**What is required**
If a line in the data below contains "attempts", copy it.

**** Input material

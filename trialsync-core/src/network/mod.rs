// SPDX-FileCopyrightText: 2026 Mattia Egloff <mattia.egloff@pm.me>
//
// SPDX-License-Identifier: GPL-3.0-or-later

//! Network Module
//!
//! Client side of the sync wire protocol.

#[cfg(feature = "network")]
mod http;
mod mock;
pub mod protocol;
mod transport;

#[cfg(feature = "network")]
pub use http::HttpTransport;
pub use mock::{MockReply, MockTransport};
pub use protocol::{
    EnrollRequest, EnrollmentStatus, ErrorCode, ErrorResponse, EventAckStatus, EventResult,
    RejectionCode, SessionRequest, SessionResponse, SyncBatchRequest, SyncBatchResponse,
    WireEvent, DEVICE_ID_HEADER, ENROLLMENT_STATUS_PATH, SESSION_PATH, SYNC_PATH,
};
pub use transport::{SyncTransport, TransportError};
// SPDX-FileCopyrightText: 2026 Mattia Egloff <mattia.egloff@pm.me>
//
// SPDX-License-Identifier: GPL-3.0-or-later

//! Sync bookkeeping operations.
//!
//! These statements touch only `event_sync`; the event rows they describe
//! stay untouched. Every transition is guarded by `status = 'pending'` so a
//! late or duplicated outcome cannot move an event out of a final state.

use rusqlite::{params, OptionalExtension};
use time::OffsetDateTime;

use crate::event::{EventId, SyncRecord, SyncStatus};

use super::events::optional_instant;
use super::{Storage, StorageError};

impl Storage {
    // === Sync Record Operations ===

    /// Marks a pending event as acknowledged by the central endpoint.
    pub fn mark_synced(&self, id: &EventId, at: OffsetDateTime) -> Result<bool, StorageError> {
        let rows_affected = self.conn.execute(
            "UPDATE event_sync
             SET status = 'synced', attempts = attempts + 1, last_attempt_at = ?1,
                 last_error = NULL, next_attempt_at = NULL, stalled = 0
             WHERE event_id = ?2 AND status = 'pending'",
            params![at.unix_timestamp(), id.to_string()],
        )?;
        Ok(rows_affected > 0)
    }

    /// Marks a pending event as refused for a security reason.
    pub fn mark_rejected(
        &self,
        id: &EventId,
        error: &str,
        at: OffsetDateTime,
    ) -> Result<bool, StorageError> {
        let rows_affected = self.conn.execute(
            "UPDATE event_sync
             SET status = 'rejected', attempts = attempts + 1, last_attempt_at = ?1,
                 last_error = ?2, next_attempt_at = NULL, stalled = 0
             WHERE event_id = ?3 AND status = 'pending'",
            params![at.unix_timestamp(), error, id.to_string()],
        )?;
        Ok(rows_affected > 0)
    }

    /// Records a failed delivery attempt that may be retried.
    ///
    /// With `stalled` set the event leaves the automatic queue until
    /// [`Storage::requeue_stalled`] is called.
    pub fn record_transient_failure(
        &self,
        id: &EventId,
        error: &str,
        at: OffsetDateTime,
        next_attempt_at: Option<OffsetDateTime>,
        stalled: bool,
    ) -> Result<bool, StorageError> {
        let rows_affected = self.conn.execute(
            "UPDATE event_sync
             SET attempts = attempts + 1, last_attempt_at = ?1, last_error = ?2,
                 next_attempt_at = ?3, stalled = ?4
             WHERE event_id = ?5 AND status = 'pending'",
            params![
                at.unix_timestamp(),
                error,
                next_attempt_at.map(|t| t.unix_timestamp()),
                stalled,
                id.to_string(),
            ],
        )?;
        Ok(rows_affected > 0)
    }

    /// Gets the sync record of an event.
    pub fn sync_record(&self, id: &EventId) -> Result<Option<SyncRecord>, StorageError> {
        let record = self
            .conn
            .query_row(
                "SELECT status, attempts, last_attempt_at, last_error, next_attempt_at, stalled
                 FROM event_sync WHERE event_id = ?1",
                params![id.to_string()],
                |row| {
                    let status: String = row.get(0)?;
                    Ok((
                        status,
                        SyncRecord {
                            status: SyncStatus::Pending,
                            attempts: row.get::<_, i64>(1)? as u32,
                            last_attempt_at: optional_instant(row, 2)?,
                            last_error: row.get(3)?,
                            next_attempt_at: optional_instant(row, 4)?,
                            stalled: row.get(5)?,
                        },
                    ))
                },
            )
            .optional()?;

        record
            .map(|(status, record)| {
                SyncStatus::parse(&status)
                    .map(|status| SyncRecord { status, ..record })
                    .ok_or_else(|| StorageError::Corrupt(format!("unknown sync status '{status}'")))
            })
            .transpose()
    }

    /// Counts a patient's events that are still pending, stalled or not.
    pub fn pending_count(&self, patient_id: &str) -> Result<usize, StorageError> {
        let count: i64 = self.conn.query_row(
            "SELECT COUNT(*) FROM event_sync s JOIN events e ON e.id = s.event_id
             WHERE e.patient_id = ?1 AND s.status = 'pending'",
            params![patient_id],
            |row| row.get(0),
        )?;
        Ok(count as usize)
    }

    /// Ids of a patient's events whose retries are exhausted.
    pub fn stalled_events(&self, patient_id: &str) -> Result<Vec<EventId>, StorageError> {
        let mut stmt = self.conn.prepare(
            "SELECT e.id FROM event_sync s JOIN events e ON e.id = s.event_id
             WHERE e.patient_id = ?1 AND s.status = 'pending' AND s.stalled = 1
             ORDER BY e.sequence",
        )?;
        let ids = stmt
            .query_map(params![patient_id], |row| row.get::<_, String>(0))?
            .collect::<Result<Vec<_>, _>>()?;

        ids.into_iter()
            .map(|raw| {
                raw.parse::<EventId>()
                    .map_err(|e| StorageError::Corrupt(format!("event id {raw}: {e}")))
            })
            .collect()
    }

    /// Puts a patient's stalled events back into the automatic queue with a
    /// fresh attempt budget. Returns how many were requeued.
    pub fn requeue_stalled(&self, patient_id: &str) -> Result<usize, StorageError> {
        let rows_affected = self.conn.execute(
            "UPDATE event_sync SET stalled = 0, attempts = 0, next_attempt_at = NULL
             WHERE stalled = 1 AND status = 'pending'
               AND event_id IN (SELECT id FROM events WHERE patient_id = ?1)",
            params![patient_id],
        )?;
        Ok(rows_affected)
    }

    /// Earliest scheduled retry among a patient's queued events.
    pub fn next_attempt_due(
        &self,
        patient_id: &str,
    ) -> Result<Option<OffsetDateTime>, StorageError> {
        let next: Option<i64> = self.conn.query_row(
            "SELECT MIN(s.next_attempt_at) FROM event_sync s JOIN events e ON e.id = s.event_id
             WHERE e.patient_id = ?1 AND s.status = 'pending' AND s.stalled = 0",
            params![patient_id],
            |row| row.get(0),
        )?;

        next.map(|unix| {
            OffsetDateTime::from_unix_timestamp(unix)
                .map_err(|e| StorageError::Corrupt(format!("next attempt {unix}: {e}")))
        })
        .transpose()
    }
}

********

**Answer**
             SET status = 'synced', attempts = attempts + 1, last_attempt_at = ?1,
             SET status = 'rejected', attempts = attempts + 1, last_attempt_at = ?1,
             SET attempts = attempts + 1, last_attempt_at = ?1, last_error = ?2,
                "SELECT status, attempts, last_attempt_at, last_error, next_attempt_at, stalled
                            attempts: row.get::<_, i64>(1)? as u32,
            "UPDATE event_sync SET stalled = 0, attempts = 0, next_attempt_at = NULL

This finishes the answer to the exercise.